La pénurie de soignants à l'hôpital est due, selon Mathias Wargon, aux "conditions de travail". "On n'arrive pas à recruter", affirme le médecin urgentiste, qui estime qu'il faut augmenter les salaires et revoir les "perspectives de carrière". En trente ans, "on est passé de trop de médecins à pas assez de médecins, et on n'a pas envisagé que les gens allaient changer de façon de vivre", analyse-t-il.

"Le médecin qui bosse 80 heures par jour, qui meurt à 65 ans de son infarctus et qui ne connait pas sa famille, c'est terminé, assure Mathias Wargon. Les gens, ils veulent bosser comme le reste de la population". Un problème exacerbé aussi à l'hôpital, où le personnel soignant travaille aussi la nuit et le week-end, sans parfois connaître son planning à l'avance. "Personne ne propose rien pour les urgences, personne n’a de solution réelle", déplore l'urgentiste. 

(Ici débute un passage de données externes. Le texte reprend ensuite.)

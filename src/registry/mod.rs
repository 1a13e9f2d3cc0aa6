//! Service registry module for dependency resolution.
//!
//! This module contains the `Registry` type used to register services under
//! tokens and to build root scopes from them.

use std::any::Any;
use std::fmt;
use std::future::Future;
use std::sync::Arc;

use parking_lot::RwLock;

use crate::async_factories::AsyncFactory;
use crate::descriptors::ServiceDescriptor;
use crate::error::{BoxError, DiError, DiResult};
use crate::internal::Map;
use crate::lifetime::Lifetime;
use crate::observer::{DiObserver, Observers};
use crate::options::ContainerOptions;
use crate::registration::{Registration, Source};
use crate::scope::Scope;
use crate::token::Token;

pub mod service;
pub use service::Service;

/// Registry of service descriptors keyed by token.
///
/// The registry is pure configuration: it maps each token to a lifetime and a
/// value or factory, and builds root scopes that do the resolving. It is a
/// shared handle; clones, and every scope built from it, see the same
/// registrations, including ones added after `build()`.
///
/// Registering a token again replaces its descriptor.
///
/// # Examples
///
/// ```rust
/// use keyed_di::Registry;
///
/// struct Config {
///     port: u16,
/// }
///
/// let mut registry = Registry::new();
/// registry
///     .set("cfg", Config { port: 8080 })?
///     .set_lazy("greeting", |_| Ok(String::from("hello")))?;
///
/// let scope = registry.build();
/// let cfg = scope.get("cfg")?.unwrap();
/// assert_eq!(cfg.ready_as::<Config>().unwrap().port, 8080);
/// # Ok::<(), keyed_di::DiError>(())
/// ```
#[derive(Clone, Default)]
pub struct Registry {
    inner: Arc<RwLock<RegistryState>>,
}

#[derive(Default)]
struct RegistryState {
    services: Map<Token, Registration>,
    observers: Observers,
    options: ContainerOptions,
}

impl Registry {
    /// Creates a new empty registry with default options.
    pub fn new() -> Self {
        Self::default()
    }

    /// Creates a new empty registry with the given options.
    pub fn with_options(options: ContainerOptions) -> Self {
        Self {
            inner: Arc::new(RwLock::new(RegistryState {
                options,
                ..RegistryState::default()
            })),
        }
    }

    /// Options scopes built from this registry resolve with.
    pub fn options(&self) -> ContainerOptions {
        self.inner.read().options.clone()
    }

    // ----- Registrations -----

    /// Registers a singleton value.
    ///
    /// The value is handed back as-is on every resolution; the registry never
    /// evaluates it, even when it is itself a future.
    ///
    /// # Examples
    ///
    /// ```rust
    /// # use keyed_di::Registry;
    /// let mut registry = Registry::new();
    /// registry.set("retries", 3u32)?;
    ///
    /// let scope = registry.build();
    /// let a = scope.get("retries")?.unwrap();
    /// let b = scope.get("retries")?.unwrap();
    /// assert!(a.ptr_eq(&b));
    /// # Ok::<(), keyed_di::DiError>(())
    /// ```
    pub fn set<T>(&mut self, token: impl Into<Token>, value: T) -> DiResult<&mut Self>
    where
        T: Any + Send + Sync,
    {
        self.register(token, Lifetime::Singleton, Source::value(value))
    }

    /// Registers a lazy factory: run at most once per root scope.
    ///
    /// Every scope under the root, however deep, shares the root's instance.
    /// The factory receives the scope that made the request.
    ///
    /// # Examples
    ///
    /// ```rust
    /// # use keyed_di::Registry;
    /// let mut registry = Registry::new();
    /// registry.set_lazy("pool", |_| Ok(vec![1, 2, 3]))?;
    ///
    /// let root = registry.build();
    /// let child = root.create_scope().create_scope();
    /// let from_child = child.get("pool")?.unwrap();
    /// let from_root = root.get("pool")?.unwrap();
    /// assert!(from_child.ptr_eq(&from_root));
    /// # Ok::<(), keyed_di::DiError>(())
    /// ```
    pub fn set_lazy<T, F>(&mut self, token: impl Into<Token>, factory: F) -> DiResult<&mut Self>
    where
        T: Any + Send + Sync,
        F: Fn(&Scope) -> Result<T, BoxError> + Send + Sync + 'static,
    {
        self.register(token, Lifetime::Lazy, Source::factory(factory))
    }

    /// Registers a lazy factory returning a future.
    ///
    /// Concurrent requests made before the future settles all share that one
    /// future; the factory is not called again unless it fails.
    pub fn set_lazy_async<T, F, Fut>(&mut self, token: impl Into<Token>, factory: F) -> DiResult<&mut Self>
    where
        T: Any + Send + Sync,
        F: Fn(&Scope) -> Fut + Send + Sync + 'static,
        Fut: Future<Output = Result<T, BoxError>> + Send + 'static,
    {
        self.register(token, Lifetime::Lazy, Source::async_factory(factory))
    }

    /// Registers a lazy [`AsyncFactory`] implementation.
    pub fn set_lazy_factory<T, F>(&mut self, token: impl Into<Token>, factory: F) -> DiResult<&mut Self>
    where
        T: Any + Send + Sync,
        F: AsyncFactory<T> + 'static,
    {
        self.register(token, Lifetime::Lazy, Source::from_async_factory(factory))
    }

    /// Registers a scoped factory: run at most once per scope instance.
    ///
    /// # Examples
    ///
    /// ```rust
    /// # use keyed_di::Registry;
    /// let mut registry = Registry::new();
    /// registry.set_scoped("request", |_| Ok(String::from("ctx")))?;
    ///
    /// let root = registry.build();
    /// let a = root.create_scope();
    /// let b = root.create_scope();
    /// let a1 = a.get("request")?.unwrap();
    /// let a2 = a.get("request")?.unwrap();
    /// let b1 = b.get("request")?.unwrap();
    /// assert!(a1.ptr_eq(&a2));
    /// assert!(!a1.ptr_eq(&b1));
    /// # Ok::<(), keyed_di::DiError>(())
    /// ```
    pub fn set_scoped<T, F>(&mut self, token: impl Into<Token>, factory: F) -> DiResult<&mut Self>
    where
        T: Any + Send + Sync,
        F: Fn(&Scope) -> Result<T, BoxError> + Send + Sync + 'static,
    {
        self.register(token, Lifetime::Scoped, Source::factory(factory))
    }

    /// Registers a scoped factory returning a future.
    pub fn set_scoped_async<T, F, Fut>(&mut self, token: impl Into<Token>, factory: F) -> DiResult<&mut Self>
    where
        T: Any + Send + Sync,
        F: Fn(&Scope) -> Fut + Send + Sync + 'static,
        Fut: Future<Output = Result<T, BoxError>> + Send + 'static,
    {
        self.register(token, Lifetime::Scoped, Source::async_factory(factory))
    }

    /// Registers a transient factory: run on every resolution, never cached.
    pub fn set_transient<T, F>(&mut self, token: impl Into<Token>, factory: F) -> DiResult<&mut Self>
    where
        T: Any + Send + Sync,
        F: Fn(&Scope) -> Result<T, BoxError> + Send + Sync + 'static,
    {
        self.register(token, Lifetime::Transient, Source::factory(factory))
    }

    /// Registers a transient factory returning a future.
    pub fn set_transient_async<T, F, Fut>(&mut self, token: impl Into<Token>, factory: F) -> DiResult<&mut Self>
    where
        T: Any + Send + Sync,
        F: Fn(&Scope) -> Fut + Send + Sync + 'static,
        Fut: Future<Output = Result<T, BoxError>> + Send + 'static,
    {
        self.register(token, Lifetime::Transient, Source::async_factory(factory))
    }

    /// Registers `source` under `token` with the given lifetime.
    ///
    /// All `set*` methods reduce to this call. Validation happens before the
    /// registry is touched, so a failed registration leaves no trace.
    ///
    /// # Errors
    ///
    /// - `InvalidToken` for an empty name token
    /// - `InvalidFactory` when a factory lifetime gets a `Source::Value`, or a
    ///   singleton gets a `Source::Factory`
    pub fn register(
        &mut self,
        token: impl Into<Token>,
        lifetime: Lifetime,
        source: Source,
    ) -> DiResult<&mut Self> {
        let token = token.into();
        token.validate().map_err(DiError::InvalidToken)?;
        let registration = Registration::new(lifetime, source)
            .map_err(|reason| DiError::InvalidFactory { token: token.clone(), reason })?;

        let previous = self.inner.write().services.insert(token.clone(), registration);
        if let Some(previous) = previous {
            tracing::debug!(
                token = %token,
                from = %previous.lifetime(),
                to = %lifetime,
                "replaced existing registration"
            );
        }
        Ok(self)
    }

    /// Adds an observer notified of every factory call made by scopes of this registry.
    pub fn add_observer(&mut self, observer: Arc<dyn DiObserver>) -> &mut Self {
        self.inner.write().observers.add(observer);
        self
    }

    // ----- Introspection -----

    /// Whether `token` is registered.
    pub fn contains(&self, token: impl Into<Token>) -> bool {
        self.inner.read().services.contains_key(&token.into())
    }

    /// Lifetime registered for `token`.
    pub fn lifetime_of(&self, token: impl Into<Token>) -> Option<Lifetime> {
        self.inner
            .read()
            .services
            .get(&token.into())
            .map(Registration::lifetime)
    }

    /// Number of registered tokens.
    pub fn len(&self) -> usize {
        self.inner.read().services.len()
    }

    /// Whether nothing is registered.
    pub fn is_empty(&self) -> bool {
        self.inner.read().services.is_empty()
    }

    /// Snapshot of all registrations, in no particular order.
    pub fn descriptors(&self) -> Vec<ServiceDescriptor> {
        self.inner
            .read()
            .services
            .iter()
            .map(|(token, registration)| ServiceDescriptor {
                token: token.clone(),
                lifetime: registration.lifetime(),
            })
            .collect()
    }

    /// Builds a new root scope.
    ///
    /// Each call yields an independent root with its own cache; all of them
    /// share this registry.
    pub fn build(&self) -> Scope {
        Scope::new_root(self.clone())
    }

    #[cfg(feature = "diagnostics")]
    pub fn to_debug_string(&self) -> String {
        let state = self.inner.read();
        let mut lines: Vec<String> = state
            .services
            .iter()
            .map(|(token, registration)| format!("  {}: {}", token, registration.lifetime()))
            .collect();
        lines.sort();

        let mut s = String::from("=== Registry Debug ===\n");
        for line in lines {
            s.push_str(&line);
            s.push('\n');
        }
        s.push_str(&format!("Observers: {}\n", state.observers.len()));
        s
    }

    // ----- Scope support -----

    pub(crate) fn lookup(&self, token: &Token) -> Option<Registration> {
        self.inner.read().services.get(token).cloned()
    }

    pub(crate) fn observers(&self) -> Observers {
        self.inner.read().observers.clone()
    }
}

impl fmt::Debug for Registry {
    fn fmt(&self, f: &mut fmt::Formatter<'_>) -> fmt::Result {
        let state = self.inner.read();
        f.debug_struct("Registry")
            .field("services", &state.services.len())
            .field("observers", &state.observers.len())
            .field("options", &state.options)
            .finish()
    }
}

"On nous dit ‘on va embaucher des gens’. Mais chez nous, les postes sont ouverts, il y a des primes. On ne trouve personne.”

Mathias Wargon

à franceinfo

"Tout ça n'a pas été anticipé", conclut-il. "On n'arrive pas à recruter et on ne retient pas" le personnel donc "l'ambiance est morose", assure Mathias Wargon. "Il y a des services qui ne pourront pas rester ouverts 24h sur 24 cet été".